There’s also a recent benchmark paper by Berghaus et al. (2025), “Multi-Modal Vision vs. Text-Based Parsing: Benchmarking LLM Strategies for Invoice Processing”, that tested this directly. They evaluated eight multi-modal LLMs across three invoice datasets, comparing direct VLM against a parse-to-markdown-first approach. The conclusion was that visual context and layout understanding are important for invoice extraction, and that current models do a better job leveraging those signals directly than working from an intermediate text representation.

That lines up with my intuition from working on these pipelines. Invoices are visually structured documents. The spatial relationship between a label and its value, the way a table is laid out, the font weight used for totals — these are real signals that a vision model can pick up on directly. Converting to markdown first means trusting the parser to preserve all of that, and parsers aren’t perfect.

So when does parsing actually win?

There are real cases where the parse-once approach earns its complexity.

  • The most obvious is when you genuinely do need to query the same document repeatedly. A contracts platform where legal teams search across thousands of agreements for specific clauses, or a compliance system that needs to re-examine historical documents every time regulations change — these are multi-query workloads where the economics flip. Parse once, query many actually means something.
  • Audit and compliance cases matter too. When you need to show exactly which cell in which table a value came from — for a regulator, a legal dispute, an internal review — the bounding-box provenance that a parser gives you is hard to replicate from raw vision-LLM output. You could engineer something, but it’s not natural.
  • There’s also the hybrid routing case. Once you have a parsed representation with per-field confidence scores, you can route the easy documents through a cheap fast path and escalate only the ambiguous ones to a more expensive model or a human reviewer. Without parsing, every document looks the same going in. You have no signal to route on.

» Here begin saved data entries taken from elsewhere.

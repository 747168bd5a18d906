// handlers/mod.rs - two security tiers
//
// Public (no session) → Protected (bearer JWT, enforced by the route guard)
pub mod public;
pub mod protected;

The through-line in all of these: they either involve querying documents multiple times, changing what you extract without re-processing originals, or needing operational control over what gets stored and verified. Batch extraction for a single downstream system hits none of those.

My opinioned TL;DR

If you’re building a document platform with ongoing query workloads, their argument holds. If you’re building a batch extraction pipeline that feeds structured data into a downstream system and then moves on, you’re likely adding complexity without getting anything back. The question worth asking before you choose your approach isn’t “which method is more accurate on DocVQA?” It’s simpler than that: how many times are you actually going to read each document? If the answer is once, just use a vision-LLM directly.